Unidad Clínica de Enfermedades Infecciosas y Microbiología, Hospital Universitario de Valme, Sevilla, Spain.
Enferm Infecc Microbiol Clin. 2013 Aug-Sep;31(7):424-9. doi: 10.1016/j.eimc.2012.12.004. Epub 2013 Feb 28.
Pegylated interferon plus ribavirin (Peg-IFN/RBV) therapy leads to improvements in liver stiffness measurements (LSM) in hepatitis C virus (HCV)-infected patients. However, the rate of LSM return to normal values in response to Peg-IFN/RBV is unclear. Thus, our aim was to assess the probability and factors associated with LSM normalization in HCV-infected patients receiving Peg-IFN/RBV.
This prospective observational longitudinal study included 160 HCV-infected patients, 111 (69%) with human immunodeficiency virus and receiving Peg-IFN/RBV, with baseline LSM ≥ 7kPa. The outcome variable was LSM normalization, i.e. a stable decrease in LSM below 7kPa after starting Peg-IFN/RBV.
After starting Peg-IFN/RBV, 56 [35%, 95% confidence interval (95% CI): 28-42%] patients showed LSM normalization. The probability of LSM normalization was 21% (95% CI: 13.2-32.4%) at 12 months, and 51.3% (95% CI: 39.9-63.9%) at 24 months after Peg-INF/RBV initiation for individuals with sustained virological response (SVR), and 8.3% (95% CI: 4-16.6%) at 12 months and 11.3% (95% CI: 6-20.7%) at 24 months for those without SVR (p<0.001). For individuals with LSM ≥ 7kPa 24 weeks after the pre-planned end of treatment, LSM normalizations were only observed among those with SVR. Achievement of SVR [Hazard ratio (HR, 95% CI): 6.84 (3.39-13.81)] and lack of baseline cirrhosis [HR (95% CI): 4.17 (1.69-10)] were independently associated with LSM normalization after starting Peg-IFN/RBV.

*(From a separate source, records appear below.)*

//! Application layer - Use cases and orchestration
//!
//! This layer contains:
//! - Services: cog administration and message routing
//! - Errors: typed failures for every lifecycle operation
//! - Messaging: message parsing

pub mod errors;
pub mod services;
pub mod messaging;
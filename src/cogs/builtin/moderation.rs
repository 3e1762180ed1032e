//! Member moderation placeholders

use async_trait::async_trait;
use std::sync::Arc;

use crate::application::errors::{CommandError, HandlerError};
use crate::cogs::trait_def::{CogContext, CogDescriptor, CommandSpec, EventHandler, EventSpec};
use crate::domain::entities::{Event, Invocation};

pub fn descriptor() -> CogDescriptor {
    CogDescriptor::new("moderation")
        .with_name("Moderation")
        .with_description("Moderation commands for managing server members")
        .with_init(super::record_host)
        .with_command(
            CommandSpec::new("kick")
                .with_description("Kick a member from the server")
                .with_usage("kick <user> [reason]")
                .with_executor(|inv: &Invocation, _: &CogContext| sanction("kicked", inv)),
        )
        .with_command(
            CommandSpec::new("ban")
                .with_description("Ban a member from the server")
                .with_usage("ban <user> [reason]")
                .with_executor(|inv: &Invocation, _: &CogContext| sanction("banned", inv)),
        )
        .with_event(EventSpec::new("guildMemberRemove").with_async_handler(Arc::new(MemberRemoved)))
}

fn sanction(verb: &str, invocation: &Invocation) -> Result<String, CommandError> {
    let target = invocation
        .arg(0)
        .ok_or_else(|| CommandError::InvalidArgs(format!("Usage: {} <user> [reason]", invocation.command)))?;
    let reason = if invocation.args.len() > 1 {
        invocation.args[1..].join(" ")
    } else {
        "No reason provided".to_string()
    };
    Ok(format!("Successfully {} {} for: {}", verb, target, reason))
}

/// Logs departures, but only in guilds that have moderation enabled
struct MemberRemoved;

#[async_trait]
impl EventHandler for MemberRemoved {
    async fn handle(&self, event: &Event, ctx: &CogContext) -> Result<(), HandlerError> {
        let Some(guild_id) = event.guild_id.as_deref() else {
            return Ok(());
        };
        if !ctx.host.guilds.is_enabled(&ctx.cog_id, guild_id).await {
            return Ok(());
        }

        let member = event
            .user
            .as_ref()
            .map(|u| u.display_name())
            .unwrap_or_else(|| "unknown".to_string());
        tracing::info!("Member {} left guild {}", member, guild_id);
        ctx.state.set("last_departure", serde_json::json!(member));
        Ok(())
    }
}

#[cfg(test)]
mod tests {
    use super::*;
    use crate::cogs::builtin::testing::{context, invocation};
    use crate::cogs::trait_def::CommandExecutor;
    use crate::domain::entities::{EventKind, User};

    #[tokio::test]
    async fn test_kick_reason_defaults() {
        let kick = descriptor().commands[0].executor.clone().unwrap();
        let ctx = context("moderation");

        let reply = kick.execute(&invocation("kick", &["bob"]), &ctx).await.unwrap();
        assert_eq!(reply, "Successfully kicked bob for: No reason provided");
        let reply = kick.execute(&invocation("kick", &["bob", "spam", "links"]), &ctx).await.unwrap();
        assert!(reply.ends_with("spam links"));
        assert!(kick.execute(&invocation("kick", &[]), &ctx).await.is_err());
    }

    #[tokio::test]
    async fn test_departure_logged_only_when_enabled() {
        let ctx = context("moderation");
        let event = Event::new(EventKind::GuildMemberRemove)
            .with_guild("g1")
            .with_user(User::new("7").with_username("carol"));

        MemberRemoved.handle(&event, &ctx).await.unwrap();
        assert!(ctx.state.get("last_departure").is_none());

        ctx.host.guilds.enable("moderation", "g1").await.unwrap();
        MemberRemoved.handle(&event, &ctx).await.unwrap();
        assert_eq!(ctx.state.get("last_departure"), Some(serde_json::json!("carol")));
    }
}
use super::User;
use chrono::{DateTime, Utc};

/// Message content
#[derive(Debug, Clone, PartialEq, Eq)]
pub enum Content {
    Text(String),
    Command { name: String, args: Vec<String> },
    Empty,
}

impl Content {
    pub fn text(&self) -> Option<&str> {
        match self {
            Content::Text(s) => Some(s),
            _ => None,
        }
    }

    pub fn is_command(&self) -> bool {
        matches!(self, Content::Command { .. })
    }
}

/// Represents an incoming message inside a guild channel
#[derive(Debug, Clone)]
pub struct Message {
    pub id: String,
    pub guild_id: String,
    pub sender: Option<User>,
    pub content: Content,
    pub timestamp: DateTime<Utc>,
}

impl Message {
    pub fn new(guild_id: impl Into<String>, content: Content) -> Self {
        Self {
            id: uuid::Uuid::new_v4().to_string(),
            guild_id: guild_id.into(),
            sender: None,
            content,
            timestamp: Utc::now(),
        }
    }

    pub fn from_text(guild_id: impl Into<String>, text: impl Into<String>) -> Self {
        Self::new(guild_id, Content::Text(text.into()))
    }

    pub fn from_command(guild_id: impl Into<String>, name: impl Into<String>, args: Vec<String>) -> Self {
        Self::new(guild_id, Content::Command { name: name.into(), args })
    }

    pub fn with_sender(mut self, user: User) -> Self {
        self.sender = Some(user);
        self
    }

    pub fn with_sender_opt(mut self, user: Option<User>) -> Self {
        if let Some(u) = user {
            self.sender = Some(u);
        }
        self
    }
}
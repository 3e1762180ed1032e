//! Domain layer - Core business objects and the seams to infrastructure
//! 
//! This layer contains:
//! - Entities: User, Message, Event, Invocation, GuildRecord
//! - Traits: Abstractions for infrastructure (Bot, GuildStore, EventBus)

pub mod entities;
pub mod traits;
//! Domain traits - Abstractions for infrastructure implementations

pub mod bot;
pub mod store;
pub mod event_bus;

pub use bot::{Bot, BotInfo};
pub use store::GuildStore;
pub use event_bus::{EventBus, EventListener, ListenerId};
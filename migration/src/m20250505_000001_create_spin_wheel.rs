use sea_orm_migration::prelude::*;
use sea_orm_migration::sea_orm::Statement;

/// Registrations (展会预注册二维码)
#[derive(DeriveIden)]
enum Registrations {
    Table,
    Id,
    QrCode,
    CreatedAt,
}

/// Prizes (转盘奖品配置表)
#[derive(DeriveIden)]
enum Prizes {
    Table,
    Id,
    Name,
    Weight,
    RemainingCount,
    IsActive,
    CreatedAt,
    UpdatedAt,
}

/// Participants (参与记录表)
#[derive(DeriveIden)]
enum Participants {
    Table,
    Id,
    QrCode,
    PrizeName,
    Claimed,
    CreatedAt,
    UpdatedAt,
}

#[derive(DeriveMigrationName)]
pub struct Migration;

/// 权重为相对概率 (中奖概率 = weight / 启用奖品权重之和)
/// 转盘初始配置 (八个扇区, 与摊位转盘一致):
/// - Pet Toy 15 (库存40)
/// - 10% Off 25 (库存200)
/// - Pet Treat 15 (库存60)
/// - Free Sample 20 (库存100)
/// - 50% Off 2 (库存10)
/// - Pet Accessory 8 (库存30)
/// - 20% Off 10 (库存80)
/// - Mystery Gift 5 (库存20)
#[async_trait::async_trait]
impl MigrationTrait for Migration {
    async fn up(&self, manager: &SchemaManager) -> Result<(), DbErr> {
        // 预注册表
        manager
            .create_table(
                Table::create()
                    .table(Registrations::Table)
                    .if_not_exists()
                    .col(
                        ColumnDef::new(Registrations::Id)
                            .big_integer()
                            .not_null()
                            .auto_increment()
                            .primary_key(),
                    )
                    .col(
                        ColumnDef::new(Registrations::QrCode)
                            .string_len(255)
                            .not_null(),
                    )
                    .col(
                        ColumnDef::new(Registrations::CreatedAt)
                            .timestamp_with_time_zone()
                            .not_null()
                            .default(Expr::current_timestamp()),
                    )
                    .to_owned(),
            )
            .await?;

        // qr_code 唯一索引（一个二维码一条注册记录）
        manager
            .create_index(
                Index::create()
                    .if_not_exists()
                    .name("idx_registrations_qr_code_unique")
                    .table(Registrations::Table)
                    .col(Registrations::QrCode)
                    .unique()
                    .to_owned(),
            )
            .await?;

        // 奖品表
        manager
            .create_table(
                Table::create()
                    .table(Prizes::Table)
                    .if_not_exists()
                    .col(
                        ColumnDef::new(Prizes::Id)
                            .big_integer()
                            .not_null()
                            .auto_increment()
                            .primary_key(),
                    )
                    .col(ColumnDef::new(Prizes::Name).string_len(255).not_null())
                    .col(ColumnDef::new(Prizes::Weight).integer().not_null())
                    .col(
                        ColumnDef::new(Prizes::RemainingCount)
                            .big_integer()
                            .not_null()
                            .default(0),
                    )
                    .col(
                        ColumnDef::new(Prizes::IsActive)
                            .boolean()
                            .not_null()
                            .default(true),
                    )
                    .col(
                        ColumnDef::new(Prizes::CreatedAt)
                            .timestamp_with_time_zone()
                            .not_null()
                            .default(Expr::current_timestamp()),
                    )
                    .col(
                        ColumnDef::new(Prizes::UpdatedAt)
                            .timestamp_with_time_zone()
                            .not_null()
                            .default(Expr::current_timestamp()),
                    )
                    .to_owned(),
            )
            .await?;

        // 奖品名唯一
        manager
            .create_index(
                Index::create()
                    .if_not_exists()
                    .name("idx_prizes_name_unique")
                    .table(Prizes::Table)
                    .col(Prizes::Name)
                    .unique()
                    .to_owned(),
            )
            .await?;

        // 参与记录表
        manager
            .create_table(
                Table::create()
                    .table(Participants::Table)
                    .if_not_exists()
                    .col(
                        ColumnDef::new(Participants::Id)
                            .big_integer()
                            .not_null()
                            .auto_increment()
                            .primary_key(),
                    )
                    .col(
                        ColumnDef::new(Participants::QrCode)
                            .string_len(255)
                            .not_null(),
                    )
                    .col(
                        ColumnDef::new(Participants::PrizeName)
                            .string_len(255)
                            .not_null(),
                    )
                    .col(
                        ColumnDef::new(Participants::Claimed)
                            .boolean()
                            .not_null()
                            .default(false),
                    )
                    .col(
                        ColumnDef::new(Participants::CreatedAt)
                            .timestamp_with_time_zone()
                            .not_null()
                            .default(Expr::current_timestamp()),
                    )
                    .col(
                        ColumnDef::new(Participants::UpdatedAt)
                            .timestamp_with_time_zone()
                            .not_null()
                            .default(Expr::current_timestamp()),
                    )
                    .to_owned(),
            )
            .await?;

        // qr_code 唯一索引: "一人一次" 在并发下的最终裁决
        manager
            .create_index(
                Index::create()
                    .if_not_exists()
                    .name("idx_participants_qr_code_unique")
                    .table(Participants::Table)
                    .col(Participants::QrCode)
                    .unique()
                    .to_owned(),
            )
            .await?;

        // 初始化奖品数据
        let conn = manager.get_connection();
        let insert_sql = r#"
INSERT INTO prizes (name, weight, remaining_count, is_active)
VALUES
 ('Pet Toy', 15, 40, TRUE),
 ('10% Off', 25, 200, TRUE),
 ('Pet Treat', 15, 60, TRUE),
 ('Free Sample', 20, 100, TRUE),
 ('50% Off', 2, 10, TRUE),
 ('Pet Accessory', 8, 30, TRUE),
 ('20% Off', 10, 80, TRUE),
 ('Mystery Gift', 5, 20, TRUE)
ON CONFLICT (name) DO NOTHING;
"#;
        conn.execute(Statement::from_string(
            manager.get_database_backend(),
            insert_sql.to_string(),
        ))
        .await?;

        Ok(())
    }

    async fn down(&self, manager: &SchemaManager) -> Result<(), DbErr> {
        // 删除顺序：参与记录 -> 奖品 -> 注册
        manager
            .drop_table(
                Table::drop()
                    .if_exists()
                    .table(Participants::Table)
                    .to_owned(),
            )
            .await?;

        manager
            .drop_table(Table::drop().if_exists().table(Prizes::Table).to_owned())
            .await?;

        manager
            .drop_table(
                Table::drop()
                    .if_exists()
                    .table(Registrations::Table)
                    .to_owned(),
            )
            .await?;

        Ok(())
    }
}
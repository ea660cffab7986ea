pub use sea_orm_migration::prelude::*;

mod m20250505_000001_create_spin_wheel;
mod m20250512_000002_add_participant_ip;

pub struct Migrator;

#[async_trait::async_trait]
impl MigratorTrait for Migrator {
    fn migrations() -> Vec<Box<dyn MigrationTrait>> {
        vec![
            Box::new(m20250505_000001_create_spin_wheel::Migration),
            Box::new(m20250512_000002_add_participant_ip::Migration),
        ]
    }
}
use actix_web::{App, HttpServer, middleware::Logger, web};
use chrono::Local; // timestamp in log lines
use env_logger::{Env, Target};
use std::io::Write; // for env_logger custom formatter

use spinwin_backend::{
    config::Config,
    database::{create_pool, run_migrations},
    handlers,
    middlewares::create_cors,
    services::ParticipationService,
    swagger::swagger_config,
};

#[actix_web::main]
async fn main() -> std::io::Result<()> {
    env_logger::Builder::from_env(Env::default().default_filter_or("info"))
        .format(|buf, record| {
            let ts = Local::now().format("%Y-%m-%dT%H:%M:%S%.3f%:z");
            let level = record.level().as_str().to_ascii_lowercase();
            let msg_json = serde_json::to_string(&format!("{}", record.args()))
                .unwrap_or_else(|_| "\"<invalid utf8>\"".to_string());
            writeln!(
                buf,
                "{{\"timestamp\":\"{}\",\"level\":\"{}\",\"message\":{},\"target\":\"{}\"}}",
                ts,
                level,
                msg_json,
                record.target(),
            )
        })
        .target(Target::Stdout)
        .init();

    // 加载配置
    let config = Config::from_toml().expect("Failed to load configuration file");

    // 创建数据库连接池
    let pool = create_pool(&config.database)
        .await
        .expect("Failed to create database connection pool");

    // 运行数据库迁移
    run_migrations(&pool)
        .await
        .expect("Failed to run database migrations");

    // 创建服务
    let participation_service = ParticipationService::new(pool.clone());

    // 启动HTTP服务器
    log::info!(
        "Starting HTTP server at {}:{}",
        config.server.host,
        config.server.port
    );

    HttpServer::new(move || {
        App::new()
            .wrap(Logger::default())
            .wrap(create_cors())
            .app_data(web::Data::new(participation_service.clone()))
            .configure(swagger_config)
            .service(web::scope("/api/v1").configure(handlers::participation_config))
    })
    .bind((config.server.host.as_str(), config.server.port))?
    .run()
    .await
}
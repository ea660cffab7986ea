use crate::error::{AppError, AppResult};
use crate::models::{
    ApiError, ApiResponse, ClaimRequest, ClaimResponse, PrizeResponse, SpinRequest, SpinResponse,
    VerifyRequest, VerifyResponse,
};
use reqwest::Client;
use serde::Serialize;
use serde::de::DeserializeOwned;

/// 摊位机器访问服务端的 HTTP 客户端。
/// 响应统一为 `{success, data | error}` 信封, 业务错误还原为对应的 AppError。
pub struct KioskApi {
    client: Client,
    base_url: String,
}

impl KioskApi {
    pub fn new(base_url: impl Into<String>) -> Self {
        Self {
            client: Client::new(),
            base_url: base_url.into().trim_end_matches('/').to_string(),
        }
    }

    pub async fn verify(&self, qr_code: &str) -> AppResult<VerifyResponse> {
        self.post(
            "/api/v1/participation/verify",
            &VerifyRequest {
                qr_code: qr_code.to_string(),
            },
        )
        .await
    }

    pub async fn spin(&self, qr_code: &str) -> AppResult<SpinResponse> {
        self.post(
            "/api/v1/participation/spin",
            &SpinRequest {
                qr_code: qr_code.to_string(),
            },
        )
        .await
    }

    pub async fn claim(&self, qr_code: &str) -> AppResult<ClaimResponse> {
        self.post(
            "/api/v1/participation/claim",
            &ClaimRequest {
                qr_code: qr_code.to_string(),
            },
        )
        .await
    }

    pub async fn prizes(&self) -> AppResult<Vec<PrizeResponse>> {
        let url = format!("{}/api/v1/participation/prizes", self.base_url);
        let response = self.client.get(&url).send().await?;
        decode(response).await
    }

    async fn post<B: Serialize, T: DeserializeOwned>(&self, path: &str, body: &B) -> AppResult<T> {
        let url = format!("{}{}", self.base_url, path);
        let response = self.client.post(&url).json(body).send().await?;
        decode(response).await
    }
}

/// 拆开响应信封: 成功取 data, 失败把错误码还原为 AppError
async fn decode<T: DeserializeOwned>(response: reqwest::Response) -> AppResult<T> {
    let envelope: ApiResponse<T> = response.json().await?;
    if envelope.success {
        envelope
            .data
            .ok_or_else(|| AppError::InternalError("Response data missing".to_string()))
    } else {
        let err = envelope.error.unwrap_or(ApiError {
            code: "INTERNAL_ERROR".to_string(),
            message: "Unknown server error".to_string(),
        });
        Err(map_api_error(err))
    }
}

fn map_api_error(err: ApiError) -> AppError {
    match err.code.as_str() {
        "INVALID_INPUT" => AppError::ValidationError(err.message),
        "NOT_FOUND" => AppError::NotFound(err.message),
        "ALREADY_PARTICIPATED" => AppError::AlreadyParticipated,
        "NO_PRIZES_AVAILABLE" => AppError::NoPrizesAvailable,
        "ALLOCATION_CONFLICT" => AppError::AllocationConflict,
        _ => AppError::InternalError(err.message),
    }
}

#[cfg(test)]
mod tests {
    use super::*;

    fn api_error(code: &str) -> ApiError {
        ApiError {
            code: code.to_string(),
            message: "msg".to_string(),
        }
    }

    #[test]
    fn test_map_api_error_codes() {
        assert!(matches!(
            map_api_error(api_error("ALREADY_PARTICIPATED")),
            AppError::AlreadyParticipated
        ));
        assert!(matches!(
            map_api_error(api_error("NO_PRIZES_AVAILABLE")),
            AppError::NoPrizesAvailable
        ));
        assert!(matches!(
            map_api_error(api_error("ALLOCATION_CONFLICT")),
            AppError::AllocationConflict
        ));
        assert!(matches!(
            map_api_error(api_error("NOT_FOUND")),
            AppError::NotFound(_)
        ));
        assert!(matches!(
            map_api_error(api_error("INVALID_INPUT")),
            AppError::ValidationError(_)
        ));
        assert!(matches!(
            map_api_error(api_error("SOMETHING_ELSE")),
            AppError::InternalError(_)
        ));
    }

    #[test]
    fn test_envelope_round_trip() {
        let json = r#"{"success":true,"data":{"prize":"10% Off"}}"#;
        let envelope: ApiResponse<SpinResponse> = serde_json::from_str(json).unwrap();
        assert!(envelope.success);
        assert_eq!(envelope.data.unwrap().prize, "10% Off");

        let json = r#"{"success":false,"error":{"code":"ALREADY_PARTICIPATED","message":"nope"}}"#;
        let envelope: ApiResponse<SpinResponse> = serde_json::from_str(json).unwrap();
        assert!(!envelope.success);
        assert_eq!(envelope.error.unwrap().code, "ALREADY_PARTICIPATED");
    }
}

LSM normalizations during Peg-IFN/RBV treatment are more likely, and occur earlier among patients with SVR. In addition, LSM normalizations continue 24 weeks after the scheduled end of therapy, but only among individuals who reach SVR.
聚乙二醇干扰素联合利巴韦林(Peg-IFN/RBV)治疗可改善丙型肝炎病毒(HCV)感染患者的肝硬度测量值(LSM)。然而,对于 Peg-IFN/RBV 治疗后 LSM 恢复正常的比例尚不清楚。因此,我们的目的是评估接受 Peg-IFN/RBV 治疗的 HCV 感染患者中 LSM 正常化的概率和相关因素。
这是一项前瞻性观察性纵向研究,纳入了 160 例 HCV 感染患者,其中 111 例(69%)合并人类免疫缺陷病毒感染,基线 LSM≥7kPa。主要结局变量为 LSM 正常化,即 Peg-IFN/RBV 治疗开始后 LSM 持续稳定下降至<7kPa。
开始 Peg-IFN/RBV 治疗后,56 例(35%,95%置信区间(95%CI):28-42%)患者的 LSM 正常化。对于获得持续病毒学应答(SVR)的患者,在 Peg-INF/RBV 治疗开始后 12 个月和 24 个月时,LSM 正常化的概率分别为 21%(95%CI:13.2-32.4%)和 51.3%(95%CI:39.9-63.9%),而对于未获得 SVR 的患者,在 12 个月和 24 个月时,LSM 正常化的概率分别为 8.3%(95%CI:4-16.6%)和 11.3%(95%CI:6-20.7%)(p<0.001)。对于治疗结束后 24 周时 LSM 仍≥7kPa 的患者,仅在获得 SVR 的患者中观察到 LSM 正常化。获得 SVR(风险比[HR],95%CI:6.84(3.39-13.81))和无基线肝硬化(HR,95%CI:4.17(1.69-10))是 Peg-IFN/RBV 治疗开始后 LSM 正常化的独立相关因素。
SVR 患者 Peg-IFN/RBV 治疗期间 LSM 正常化的可能性更高,且发生更早。此外,治疗结束后 24 周时仍可继续 LSM 正常化,但仅发生在获得 SVR 的患者中。